The idea behind the sense2vec
trick might work, but unfortunately the current pre-trained model only provides support for English.
I'm about to propose another trick that might work, but I want to be careful that I don't over-promise anything since I don't speak Chinese. But one thing that you might do is create a spaCy script that can fetch "chunks of tokens that might form a noun". For English, this is supported directly via Doc.noun_chunks
but I believe this isn't supported for Chinese. You might, however, try to construct something similar by hand.
Here's how I might construct it for English using noun_chunks
.
import spacy
nlp = spacy.load("en_core_web_md")
doc = nlp("Pepperoni pizzas are an amazing Italian dish.")
for chunk in doc.noun_chunks:
print(chunk)
# Pepperoni pizzas
# an amazing Italian dish
Here's another way of doing something similar without using the .noun_chunks
property.
from spacy import displacy
displacy.render(doc)
We could find chunks manually by looking for noun
tokens that are a "root". That is to say, we're looking for nouns have that children in the dependency graph.
Here's a little script that can do that.
for tok in doc:
if tok.pos_ == "NOUN":
children = list(tok.children)
if children:
token_idx = [tok.i] + [t.i for t in children]
print(doc[min(token_idx): max(token_idx) + 1])
# Pepperoni pizzas
# an amazing Italian dish
There are variants of this script you might consider, but this is a way to fetch multi-token chunks from your corpus. And this might also work for Chinese.
Here's an example I made using Google translate.
import spacy
nlp = spacy.load("zh_core_web_sm")
doc = nlp("意大利辣香肠比萨饼是一道很棒的意大利菜")
for tok in doc:
if tok.pos_ == "NOUN":
children = list(tok.children)
if children:
token_idx = [tok.i] + [t.i for t in children]
print(doc[min(token_idx): max(token_idx) + 1])
# 意大利辣香肠
# 是一道很棒的意大利菜
From here, you might even be able to construct phrases with vectors from the spaCy pipeline.
import spacy
nlp = spacy.load("zh_core_web_sm")
doc = nlp("意大利辣香肠比萨饼是一道很棒的意大利菜")
phrases = {}
for tok in doc:
if tok.pos_ == "NOUN":
children = list(tok.children)
if children:
token_idx = [tok.i] + [t.i for t in children]

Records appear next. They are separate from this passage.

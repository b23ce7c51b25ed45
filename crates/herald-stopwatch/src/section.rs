//! Timing sections.
//!
//! Sections group events measured during one logical unit of work (for
//! example one request). They form a tree rooted at the stopwatch's root
//! section; a closed section is remembered under a token and can be reopened
//! from its parent to append more events.

use std::time::Instant;

use crate::event::{EventSnapshot, StopwatchEvent};

/// A node in the section tree.
#[derive(Debug, Clone)]
pub struct Section {
    id: Option<String>,
    origin: Instant,
    events: Vec<(String, StopwatchEvent)>,
    children: Vec<usize>,
}

impl Section {
    /// Create an anonymous section starting now.
    pub fn new() -> Self {
        Self {
            id: None,
            origin: Instant::now(),
            events: Vec::new(),
            children: Vec::new(),
        }
    }

    /// The token this section was closed under, if any.
    pub fn id(&self) -> Option<&str> {
        self.id.as_deref()
    }

    pub(crate) fn set_id(&mut self, id: impl Into<String>) {
        self.id = Some(id.into());
    }

    pub(crate) fn children(&self) -> &[usize] {
        &self.children
    }

    pub(crate) fn add_child(&mut self, index: usize) {
        self.children.push(index);
    }

    /// Open a period on `name`, creating the event on first use.
    pub fn start_event(&mut self, name: &str, category: &str) {
        let position = match self.position(name) {
            Some(position) => position,
            None => {
                self.events
                    .push((name.to_string(), StopwatchEvent::new(self.origin, category)));
                self.events.len() - 1
            }
        };
        self.events[position].1.start();
    }

    /// Look up an event by name.
    pub fn event(&self, name: &str) -> Option<&StopwatchEvent> {
        self.position(name).map(|position| &self.events[position].1)
    }

    /// Look up an event mutably by name.
    pub fn event_mut(&mut self, name: &str) -> Option<&mut StopwatchEvent> {
        let position = self.position(name)?;
        Some(&mut self.events[position].1)
    }

    /// Events in creation order.
    pub fn events(&self) -> impl Iterator<Item = (&str, &StopwatchEvent)> {
        self.events.iter().map(|(name, event)| (name.as_str(), event))
    }

    /// Snapshot every event, in creation order.
    pub fn snapshot(&self) -> Vec<(String, EventSnapshot)> {
        self.events
            .iter()
            .map(|(name, event)| (name.clone(), event.snapshot()))
            .collect()
    }

    fn position(&self, name: &str) -> Option<usize> {
        self.events.iter().position(|(n, _)| n == name)
    }
}

impl Default for Section {
    fn default() -> Self {
        Self::new()
    }
}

phrase = doc[min(token_idx): max(token_idx) + 1]
phrases[phrase.text] = phrase.vector[:5]
This will give a dictionary, phrases
, that maps phrase texts to vectors.
{
'意大利辣香肠': array([-0.217975 , -1.4146296 , 1.3613806 , -0.09676328, -0.1946054, ...],dtype=float32),
'是一道很棒的意大利菜': array([-0.19973822, 0.54612845, 0.09049363, -0.17543283, 0.31415954, ...], dtype=float32)
}
These vectors can then be used to find phrases that are similar. This would involve custom code, but might be worth a try.

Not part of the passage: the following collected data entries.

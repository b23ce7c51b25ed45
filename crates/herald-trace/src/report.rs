//! Dispatch reports.
//!
//! An [`EventReport`] is a point-in-time snapshot of what the instrumented
//! dispatcher knows: which listeners ran, which did not, and the timing
//! data of one stopwatch section.

use std::fmt::Write as _;
use std::time::Duration;

use serde::{Deserialize, Serialize};

use herald_stopwatch::EventSnapshot;

use crate::calls::{CallRecord, CallRecords};

/// Timing data of one stopwatch event.
#[derive(Debug, Clone, PartialEq, Eq, Serialize, Deserialize)]
pub struct TimingEntry {
    /// Stopwatch event name.
    pub name: String,
    /// Collected timing data.
    #[serde(flatten)]
    pub timing: EventSnapshot,
}

/// Snapshot of call records and timings.
#[derive(Debug, Clone, Default, PartialEq, Eq, Serialize, Deserialize)]
pub struct EventReport {
    /// Section token the timings belong to, if any.
    pub token: Option<String>,
    /// Listeners that were invoked.
    pub called: CallRecords,
    /// Registered listeners that were not invoked.
    pub not_called: CallRecords,
    /// Listeners skipped after propagation stopped.
    pub skipped: CallRecords,
    /// Stopwatch events of the section, in creation order.
    pub timings: Vec<TimingEntry>,
}

impl EventReport {
    /// Create a report without timing data.
    pub fn new(called: CallRecords, not_called: CallRecords, skipped: CallRecords) -> Self {
        Self {
            token: None,
            called,
            not_called,
            skipped,
            timings: Vec::new(),
        }
    }

    /// Attach the timing data of a section.
    pub fn with_timings(
        mut self,
        token: impl Into<String>,
        events: Vec<(String, EventSnapshot)>,
    ) -> Self {
        self.token = Some(token.into());
        self.timings = events
            .into_iter()
            .map(|(name, timing)| TimingEntry { name, timing })
            .collect();
        self
    }

    /// Total time spent in listener periods.
    pub fn listener_time(&self) -> Duration {
        self.timings
            .iter()
            .filter(|entry| entry.timing.category == crate::LISTENER_CATEGORY)
            .map(|entry| entry.timing.duration)
            .sum()
    }

    /// Format as human-readable text.
    pub fn to_text(&self) -> String {
        let mut output = String::new();

        let _ = writeln!(
            output,
            "Event Report: {}",
            self.token.as_deref().unwrap_or("-")
        );

        write_records(&mut output, "Called Listeners", &self.called);
        write_records(&mut output, "Not Called Listeners", &self.not_called);
        if !self.skipped.is_empty() {
            write_records(&mut output, "Skipped Listeners", &self.skipped);
        }

        if !self.timings.is_empty() {
            output.push('\n');
            output.push_str("Timings:\n");
            for entry in &self.timings {
                let _ = writeln!(
                    output,
                    "  {} [{}]: {:?}{}",
                    entry.name,
                    entry.timing.category,
                    entry.timing.duration,
                    if entry.timing.running { " (running)" } else { "" }
                );
            }
        }

        output
    }

    /// Format as JSON.
    pub fn to_json(&self) -> serde_json::Value {
        serde_json::to_value(self).unwrap_or(serde_json::Value::Null)
    }

    /// Format as pretty JSON string.
    pub fn to_json_pretty(&self) -> String {
        serde_json::to_string_pretty(self).unwrap_or_default()
    }
}

fn write_records(output: &mut String, title: &str, records: &CallRecords) {
    output.push('\n');
    let _ = writeln!(output, "{} ({}):", title, records.len());
    for (key, CallRecord { kind, .. }) in records {
        let _ = writeln!(output, "  {} [{}]", key, kind);
    }
}

#[cfg(test)]
mod tests {
    use super::*;
    use crate::identity::ListenerIdentity;
    use herald_dispatch::Listener;
    use herald_stopwatch::{ROOT_SECTION, Stopwatch};

    fn records(event: &str) -> CallRecords {
        let identity = ListenerIdentity::of(&Listener::closure(|_, _| Ok(())));
        let mut records = CallRecords::new();
        records.insert(identity.key(event), CallRecord::new(event, &identity));
        records
    }

    #[test]
    fn test_report_to_text() {
        let report = EventReport::new(records("foo"), records("bar"), CallRecords::new());
        let text = report.to_text();

        assert!(text.contains("Event Report: -"));
        assert!(text.contains("Called Listeners (1):"));
        assert!(text.contains("  foo.closure [Closure]"));
        assert!(text.contains("Not Called Listeners (1):"));
        assert!(text.contains("  bar.closure [Closure]"));
        assert!(!text.contains("Skipped"));
        assert!(!text.contains("Timings"));
    }

    #[test]
    fn test_report_with_timings() {
        let stopwatch = Stopwatch::new();
        stopwatch.start("foo.closure", crate::LISTENER_CATEGORY).stop().unwrap();

        let report = EventReport::new(records("foo"), CallRecords::new(), CallRecords::new())
            .with_timings(ROOT_SECTION, stopwatch.section_events(ROOT_SECTION));

        assert_eq!(report.token.as_deref(), Some(ROOT_SECTION));
        assert_eq!(report.timings.len(), 1);
        assert_eq!(report.listener_time(), report.timings[0].timing.duration);
        assert!(report.to_text().contains("foo.closure [event_listener]"));
    }

    #[test]
    fn test_report_to_json() {
        let report = EventReport::new(records("foo"), CallRecords::new(), CallRecords::new());
        let json = report.to_json();

        assert_eq!(json["called"]["foo.closure"]["type"], "Closure");
        assert_eq!(json["called"]["foo.closure"]["event"], "foo");
        assert!(json["not_called"].as_object().unwrap().is_empty());

        let back: EventReport = serde_json::from_str(&report.to_json_pretty()).unwrap();
        assert_eq!(back, report);
    }
}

Again, I really want to stress that I cannot judge if this will work for Chinese, and a lot of the utility will depend on the spaCy pipeline. But I'm mentioning it because the exercise does seem to be worth a try. Could you let me know if this direction does/not work for you? I am very much interested in hearing your reply!